## LISTED ENTRIES
·····
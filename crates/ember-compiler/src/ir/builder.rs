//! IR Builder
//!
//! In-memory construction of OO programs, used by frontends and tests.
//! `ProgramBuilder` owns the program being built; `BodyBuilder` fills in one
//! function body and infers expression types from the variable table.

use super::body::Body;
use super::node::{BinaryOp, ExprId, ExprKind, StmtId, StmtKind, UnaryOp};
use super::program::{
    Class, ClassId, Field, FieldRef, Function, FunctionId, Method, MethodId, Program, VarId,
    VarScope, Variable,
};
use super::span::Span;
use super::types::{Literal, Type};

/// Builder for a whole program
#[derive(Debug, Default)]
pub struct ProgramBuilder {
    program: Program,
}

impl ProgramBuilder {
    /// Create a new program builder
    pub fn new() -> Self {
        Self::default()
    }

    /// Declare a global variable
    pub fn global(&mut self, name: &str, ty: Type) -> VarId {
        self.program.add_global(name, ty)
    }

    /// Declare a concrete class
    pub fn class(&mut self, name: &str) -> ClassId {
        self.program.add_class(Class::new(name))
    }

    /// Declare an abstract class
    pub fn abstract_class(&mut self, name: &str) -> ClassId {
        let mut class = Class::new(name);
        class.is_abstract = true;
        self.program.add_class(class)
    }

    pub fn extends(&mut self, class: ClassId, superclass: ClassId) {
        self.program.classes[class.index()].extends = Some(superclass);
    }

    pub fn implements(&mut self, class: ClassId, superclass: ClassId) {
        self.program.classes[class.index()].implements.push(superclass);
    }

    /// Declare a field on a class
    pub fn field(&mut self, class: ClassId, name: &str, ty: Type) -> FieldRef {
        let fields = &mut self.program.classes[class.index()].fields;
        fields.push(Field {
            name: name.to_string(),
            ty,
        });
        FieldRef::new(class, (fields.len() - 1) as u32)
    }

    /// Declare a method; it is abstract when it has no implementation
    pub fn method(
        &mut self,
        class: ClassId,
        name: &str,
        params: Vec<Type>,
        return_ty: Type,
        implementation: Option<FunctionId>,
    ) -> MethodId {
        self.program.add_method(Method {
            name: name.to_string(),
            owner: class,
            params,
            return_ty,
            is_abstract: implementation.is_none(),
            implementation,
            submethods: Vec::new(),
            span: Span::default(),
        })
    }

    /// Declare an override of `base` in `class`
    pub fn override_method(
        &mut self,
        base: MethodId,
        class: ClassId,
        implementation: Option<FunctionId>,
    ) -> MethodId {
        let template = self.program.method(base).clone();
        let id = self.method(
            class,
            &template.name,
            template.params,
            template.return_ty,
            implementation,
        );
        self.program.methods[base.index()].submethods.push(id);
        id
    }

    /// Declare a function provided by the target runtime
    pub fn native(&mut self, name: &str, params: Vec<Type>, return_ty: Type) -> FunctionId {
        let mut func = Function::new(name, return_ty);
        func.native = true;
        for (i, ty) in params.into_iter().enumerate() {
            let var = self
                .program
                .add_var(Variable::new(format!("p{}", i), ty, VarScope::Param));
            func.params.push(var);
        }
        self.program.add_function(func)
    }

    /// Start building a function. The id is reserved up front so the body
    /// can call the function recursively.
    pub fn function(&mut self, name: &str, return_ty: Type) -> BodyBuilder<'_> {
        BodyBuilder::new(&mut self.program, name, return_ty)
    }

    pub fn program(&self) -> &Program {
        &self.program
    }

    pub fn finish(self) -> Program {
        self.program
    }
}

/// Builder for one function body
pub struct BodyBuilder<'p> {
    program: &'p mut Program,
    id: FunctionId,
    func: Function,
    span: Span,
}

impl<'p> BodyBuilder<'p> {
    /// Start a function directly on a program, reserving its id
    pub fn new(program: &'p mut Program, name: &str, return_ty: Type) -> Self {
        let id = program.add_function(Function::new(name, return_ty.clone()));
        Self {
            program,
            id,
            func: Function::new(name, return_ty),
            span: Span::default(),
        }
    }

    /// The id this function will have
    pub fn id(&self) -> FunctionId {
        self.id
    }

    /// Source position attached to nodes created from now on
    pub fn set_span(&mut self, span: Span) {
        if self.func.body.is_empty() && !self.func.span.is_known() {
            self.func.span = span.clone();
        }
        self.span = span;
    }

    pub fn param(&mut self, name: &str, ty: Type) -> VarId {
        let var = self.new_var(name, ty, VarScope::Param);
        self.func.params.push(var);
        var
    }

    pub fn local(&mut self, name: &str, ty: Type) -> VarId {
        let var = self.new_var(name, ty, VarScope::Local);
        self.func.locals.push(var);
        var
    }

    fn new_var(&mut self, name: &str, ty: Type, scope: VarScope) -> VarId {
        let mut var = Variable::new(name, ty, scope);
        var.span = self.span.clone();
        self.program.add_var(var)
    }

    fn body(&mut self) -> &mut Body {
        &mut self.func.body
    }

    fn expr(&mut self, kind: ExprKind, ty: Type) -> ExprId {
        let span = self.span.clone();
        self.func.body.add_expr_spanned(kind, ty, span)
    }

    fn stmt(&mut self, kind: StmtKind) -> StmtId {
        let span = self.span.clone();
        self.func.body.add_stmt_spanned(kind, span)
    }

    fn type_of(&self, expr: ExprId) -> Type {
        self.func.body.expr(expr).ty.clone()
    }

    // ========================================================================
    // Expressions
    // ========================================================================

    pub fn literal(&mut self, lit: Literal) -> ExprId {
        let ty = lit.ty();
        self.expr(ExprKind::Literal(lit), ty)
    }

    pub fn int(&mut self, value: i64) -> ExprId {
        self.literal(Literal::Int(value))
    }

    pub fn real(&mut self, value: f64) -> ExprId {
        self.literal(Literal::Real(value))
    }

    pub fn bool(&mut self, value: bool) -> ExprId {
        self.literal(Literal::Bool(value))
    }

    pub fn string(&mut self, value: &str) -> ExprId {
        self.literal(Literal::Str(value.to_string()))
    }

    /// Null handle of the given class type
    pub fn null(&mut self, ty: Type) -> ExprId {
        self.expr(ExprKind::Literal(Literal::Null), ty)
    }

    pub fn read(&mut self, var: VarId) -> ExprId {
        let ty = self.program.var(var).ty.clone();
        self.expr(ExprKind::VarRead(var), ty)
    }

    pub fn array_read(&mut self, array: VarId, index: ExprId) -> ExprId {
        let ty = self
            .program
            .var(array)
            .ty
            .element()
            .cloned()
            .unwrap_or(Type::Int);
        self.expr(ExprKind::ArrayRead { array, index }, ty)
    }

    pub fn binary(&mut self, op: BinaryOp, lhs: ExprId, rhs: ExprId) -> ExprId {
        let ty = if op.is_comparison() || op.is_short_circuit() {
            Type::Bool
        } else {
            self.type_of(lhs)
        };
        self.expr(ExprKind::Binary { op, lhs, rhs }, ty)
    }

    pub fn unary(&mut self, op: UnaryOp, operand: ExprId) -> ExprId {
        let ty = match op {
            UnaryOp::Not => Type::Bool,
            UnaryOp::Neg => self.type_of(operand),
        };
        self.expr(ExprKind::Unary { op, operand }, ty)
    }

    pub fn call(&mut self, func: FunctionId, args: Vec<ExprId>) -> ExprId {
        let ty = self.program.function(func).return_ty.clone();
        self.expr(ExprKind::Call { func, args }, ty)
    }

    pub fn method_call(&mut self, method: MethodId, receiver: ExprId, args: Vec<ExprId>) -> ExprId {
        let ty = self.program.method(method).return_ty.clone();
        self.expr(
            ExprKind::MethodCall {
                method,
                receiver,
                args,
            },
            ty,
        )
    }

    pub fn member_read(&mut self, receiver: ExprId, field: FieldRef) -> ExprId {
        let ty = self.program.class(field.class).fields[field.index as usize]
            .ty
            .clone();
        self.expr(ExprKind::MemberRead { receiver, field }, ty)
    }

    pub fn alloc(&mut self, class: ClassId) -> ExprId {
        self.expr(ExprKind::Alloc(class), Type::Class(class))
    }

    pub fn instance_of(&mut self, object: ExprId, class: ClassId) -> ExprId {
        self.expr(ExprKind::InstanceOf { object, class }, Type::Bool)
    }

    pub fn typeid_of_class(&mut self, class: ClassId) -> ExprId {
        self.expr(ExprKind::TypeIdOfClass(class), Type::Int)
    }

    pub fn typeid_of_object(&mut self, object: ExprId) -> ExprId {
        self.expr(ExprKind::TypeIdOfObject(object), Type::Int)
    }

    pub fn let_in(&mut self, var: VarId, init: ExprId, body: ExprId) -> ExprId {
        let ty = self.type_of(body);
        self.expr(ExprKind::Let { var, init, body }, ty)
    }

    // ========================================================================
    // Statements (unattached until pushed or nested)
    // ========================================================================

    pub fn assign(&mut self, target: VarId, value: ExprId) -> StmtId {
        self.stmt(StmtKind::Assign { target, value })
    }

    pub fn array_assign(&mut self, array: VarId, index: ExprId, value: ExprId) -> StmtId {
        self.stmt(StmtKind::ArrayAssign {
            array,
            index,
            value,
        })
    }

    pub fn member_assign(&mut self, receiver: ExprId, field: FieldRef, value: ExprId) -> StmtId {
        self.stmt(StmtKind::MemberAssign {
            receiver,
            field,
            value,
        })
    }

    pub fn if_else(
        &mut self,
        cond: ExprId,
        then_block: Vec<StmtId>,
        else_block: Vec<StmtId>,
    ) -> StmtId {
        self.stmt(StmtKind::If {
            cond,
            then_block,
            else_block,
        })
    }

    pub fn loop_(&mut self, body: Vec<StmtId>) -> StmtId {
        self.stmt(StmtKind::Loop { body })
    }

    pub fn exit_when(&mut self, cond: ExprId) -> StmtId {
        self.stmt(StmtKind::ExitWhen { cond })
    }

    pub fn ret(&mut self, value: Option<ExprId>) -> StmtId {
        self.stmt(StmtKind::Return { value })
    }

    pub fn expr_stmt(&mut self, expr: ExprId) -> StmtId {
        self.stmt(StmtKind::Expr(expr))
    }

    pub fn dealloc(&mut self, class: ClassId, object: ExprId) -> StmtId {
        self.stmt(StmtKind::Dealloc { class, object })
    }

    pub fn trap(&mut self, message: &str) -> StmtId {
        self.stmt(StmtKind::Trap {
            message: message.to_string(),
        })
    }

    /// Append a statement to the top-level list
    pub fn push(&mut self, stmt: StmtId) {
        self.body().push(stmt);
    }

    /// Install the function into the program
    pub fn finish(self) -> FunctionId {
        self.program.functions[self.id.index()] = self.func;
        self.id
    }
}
·····
## ASSIGNMENT
Note every line in the material with "Declare" and copy it.

## ANSWER BELOW
    /// Declare a global variable
    /// Declare a concrete class
    /// Declare an abstract class
    /// Declare a field on a class
    /// Declare a method; it is abstract when it has no implementation
    /// Declare an override of `base` in `class`
    /// Declare a function provided by the target runtime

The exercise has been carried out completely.